Nie wygląda to tak bosko jak na filmach porno. Nie dojdziecie w ten sposób za pierwszą próbą, może nawet nie za drugą, piątą, czy dziesiątą, ale próbować warto. Wierzcie… naprawdę warto.
Przeczytajcie ten krótki przewodnik i zapamiętajcie jedno… Kobiecy wytrysk nie ma nic wspólnego z oddawaniem moczu! (to nie ta dziurka!)
Polecamy film porno: porno-gwalty.pl/mlode-siostry-zgwalcone-przez-pare-zwyrodnialcow,11289
Najważniejsze zasady: nie spieszyć się, być cierpliwym i nie oczekiwać natychmiastowych efektów, co najważniejsze… sama musisz znaleźć i pobudzić swój punk G, by potem ewentualnie naprowadzić na niego swojego partnera. Tak… punkt G istnieje…
Kroczek po kroczku… Aż do pożądanego efektu…
Zadbaj o namiętny nastrój, upewnij się, że jest Ci bardzo wygodnie, musisz się zrelaksować, więc dopilnuj by nic Cię nie rozpraszało. Daj sobie dużo… dużo czasu. Możesz podłożyć pod siebie ręcznik, nie będziesz wtedy stresować się ewentualnymi zabrudzeniami. Znajdź swój punkt G, delikatnie ją pasuj i stymuluj… słuchaj swojego ciała…
Kiedy uprawiasz seks z partnerem i chcesz spróbować dojść z wytryskiem, najlepsza będzie do tego pozycja na pieska, bądź na jeźdźca…

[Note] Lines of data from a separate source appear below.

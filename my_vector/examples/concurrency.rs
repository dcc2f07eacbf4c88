use my_vector::{MyVector, VectorError};
use std::thread;

fn main() {
    println!("--- Cursors Across Threads Example ---");
    let mut arr = MyVector::with_capacity(4);
    arr.push_back(10);
    arr.push_back(20);

    // A cursor is plain data: it stays in main while the vector travels.
    let second = arr.begin() + 1;
    println!("Cursor taken in main at offset {}", second.index());

    let arr = thread::spawn(move || {
        arr.push_back(30);
        println!("Worker pushed within capacity: {:?} (cap {})", arr, arr.capacity());
        arr
    })
    .join()
    .unwrap();

    match second.get(&arr) {
        Ok(value) => println!("Cursor still resolves after the round trip: {}", value),
        Err(e) => println!("Unexpected: {}", e),
    }

    let arr = thread::spawn(move || {
        let mut arr = arr;
        arr.push_back(40);
        arr.push_back(50);
        println!("Worker grew the buffer: {:?} (cap {})", arr, arr.capacity());
        arr
    })
    .join()
    .unwrap();

    match second.get(&arr) {
        Err(VectorError::StaleCursor { .. }) => {
            println!("Cursor is stale now; take a fresh one instead");
            println!("Fresh cursor reads {:?}", (arr.begin() + 1).get(&arr));
        }
        other => println!("Unexpected: {:?}", other),
    }
}
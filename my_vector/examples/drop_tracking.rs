use my_vector::MyVector;
use std::sync::atomic::{AtomicUsize, Ordering};
use std::sync::Arc;

struct Tracked(usize, Arc<AtomicUsize>);

impl Drop for Tracked {
    fn drop(&mut self) {
        println!("Dropping element {}", self.0);
        self.1.fetch_add(1, Ordering::SeqCst);
    }
}

fn main() {
    println!("--- Ownership & Drop Tracking Example ---");
    let drop_count = Arc::new(AtomicUsize::new(0));

    {
        let mut arr = MyVector::new();
        for i in 0..4 {
            arr.push_back(Tracked(i, drop_count.clone()));
        }
        println!("Array created with {} elements.", arr.len());

        arr.erase(arr.begin() + 1).unwrap();
        println!("Erased one, dropped so far: {}", drop_count.load(Ordering::SeqCst));

        let mut moved = MyVector::new();
        moved.assign_from(&mut arr);
        println!("Moved out, source len: {}, cap: {}", arr.len(), arr.capacity());
        // Scope ends here; `moved` drops the remaining three, `arr` owns nothing.
    }

    println!("Total elements dropped: {}", drop_count.load(Ordering::SeqCst));
    assert_eq!(drop_count.load(Ordering::SeqCst), 4);
}
//! Owned, uninitialized element storage and the capacity growth policy.
//!
//! `RawBuf` only knows about slots. It never reads, writes or drops elements;
//! the container on top decides which slots are live.

use std::alloc::{alloc, dealloc, handle_alloc_error, Layout};
use std::marker::PhantomData;
use std::mem;
use std::ptr::{self, NonNull};
use std::sync::atomic::{AtomicU64, Ordering};

use crate::error::VectorError;

static NEXT_ID: AtomicU64 = AtomicU64::new(1);

/// Hands out process-unique identities for containers and buffers.
pub(crate) fn next_id() -> u64 {
    NEXT_ID.fetch_add(1, Ordering::Relaxed)
}

/// Smallest `max(1, current) * 2^k` that is at least `min`.
pub(crate) fn grown_capacity(current: usize, min: usize) -> Result<usize, VectorError> {
    let mut cap = current.max(1);
    while cap < min {
        cap = cap.checked_mul(2).ok_or(VectorError::CapacityOverflow)?;
    }
    Ok(cap)
}

pub(crate) struct RawBuf<T> {
    ptr: NonNull<T>,
    cap: usize,
    id: u64,
    _marker: PhantomData<T>,
}

// SAFETY: RawBuf exclusively owns its allocation, so moving it to another
// thread is sound whenever the elements may move.
unsafe impl<T: Send> Send for RawBuf<T> {}
// SAFETY: shared access only ever hands out shared element references.
unsafe impl<T: Sync> Sync for RawBuf<T> {}

impl<T> RawBuf<T> {
    /// An empty buffer that owns no allocation.
    pub(crate) fn new() -> Self {
        Self {
            ptr: NonNull::dangling(),
            cap: 0,
            id: next_id(),
            _marker: PhantomData,
        }
    }

    /// Allocates exactly `cap` slots.
    pub(crate) fn try_allocate(cap: usize) -> Result<Self, VectorError> {
        if cap == 0 {
            return Ok(Self::new());
        }

        let layout = Layout::array::<T>(cap).map_err(|_| VectorError::CapacityOverflow)?;
        let ptr = if layout.size() == 0 {
            // Zero-sized elements never touch the allocator.
            NonNull::dangling()
        } else {
            // SAFETY: layout has a non-zero size.
            let raw = unsafe { alloc(layout) };
            NonNull::new(raw as *mut T).ok_or(VectorError::AllocFailed {
                bytes: layout.size(),
            })?
        };

        Ok(Self {
            ptr,
            cap,
            id: next_id(),
            _marker: PhantomData,
        })
    }

    pub(crate) fn allocate(cap: usize) -> Self {
        match Self::try_allocate(cap) {
            Ok(buf) => buf,
            Err(err) => Self::reserve_failed(err),
        }
    }

    pub(crate) fn ptr(&self) -> *mut T {
        self.ptr.as_ptr()
    }

    pub(crate) fn capacity(&self) -> usize {
        self.cap
    }

    pub(crate) fn id(&self) -> u64 {
        self.id
    }

    /// Guarantees room for `min` slots, moving the first `len` live slots
    /// into a fresh allocation when the current one is too small.
    pub(crate) fn try_ensure_capacity(&mut self, len: usize, min: usize) -> Result<(), VectorError> {
        if self.cap >= min {
            return Ok(());
        }

        let new_cap = grown_capacity(self.cap, min)?;
        let fresh = Self::try_allocate(new_cap)?;

        // SAFETY: both regions hold at least `len` slots and never overlap;
        // the old slots are treated as moved-from once the swap happens.
        unsafe {
            ptr::copy_nonoverlapping(self.ptr(), fresh.ptr(), len);
        }

        // Dropping the replaced buffer releases the old allocation.
        drop(mem::replace(self, fresh));
        Ok(())
    }

    pub(crate) fn ensure_capacity(&mut self, len: usize, min: usize) {
        if let Err(err) = self.try_ensure_capacity(len, min) {
            Self::reserve_failed(err)
        }
    }

    /// Infallible growth paths report failures the same way `Vec` does.
    fn reserve_failed(err: VectorError) -> ! {
        match err {
            VectorError::AllocFailed { bytes } => {
                let layout = Layout::from_size_align(bytes, mem::align_of::<T>())
                    .unwrap_or_else(|_| Layout::new::<T>());
                handle_alloc_error(layout)
            }
            _ => panic!("capacity overflow"),
        }
    }
}

impl<T> Drop for RawBuf<T> {
    fn drop(&mut self) {
        if self.cap == 0 {
            return;
        }
        if let Ok(layout) = Layout::array::<T>(self.cap) {
            if layout.size() != 0 {
                // SAFETY: the same layout produced this allocation.
                unsafe { dealloc(self.ptr.as_ptr() as *mut u8, layout) }
            }
        }
    }
}
pub mod cli;
pub mod scenario;
pub mod script;
pub mod stress;
// Re-export the container for binaries and integration tests.
pub use my_vector;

Przed przystąpieniem do pieszczot, które mają spowodować Squirting dokładnie dowiedzcie się (zarówno Ty jak i Twój partner), gdzie znajduje się Wasz punkt G i w jaki sposób go stymulować. To właśnie dzięki niemu będziecie miały możliwość doznać orgazmu z wytryskiem.
Niektórzy uważają, że taki „wytrysk” to nic innego jak tylko „popuszczenie moczu”, inni jednak twierdzą, że to orgazm porównywalny do tego męskiego, bo to oddanie płynów z pochwy na skutek ogromnego podniecenia.
W sieci znajdziecie wiele poradników (tylko szukajcie tych konkretnych, ze sprawdzonych stron) co robić by osiągnąć kobiecy orgazm z wytryskiem. Według kobiet, które go przeżyły – a nie jest ich dużo – bo taki orgazm porównywalny jest z ilością przeżywanych przez nas trójkątów albo stosunków analnych… (więc nie dużo, prawda?) – to orgazm, którego nie zapomnicie, którego nigdy wcześniej nie doznałyście, jest to orgazm nie do opisania. Trzeba go przeżyć i będzie chciało się przeżywać za każdym razem. Jednak raz jeszcze – liczy się tutaj stymulacja punktu G – bez tego, ani rusz…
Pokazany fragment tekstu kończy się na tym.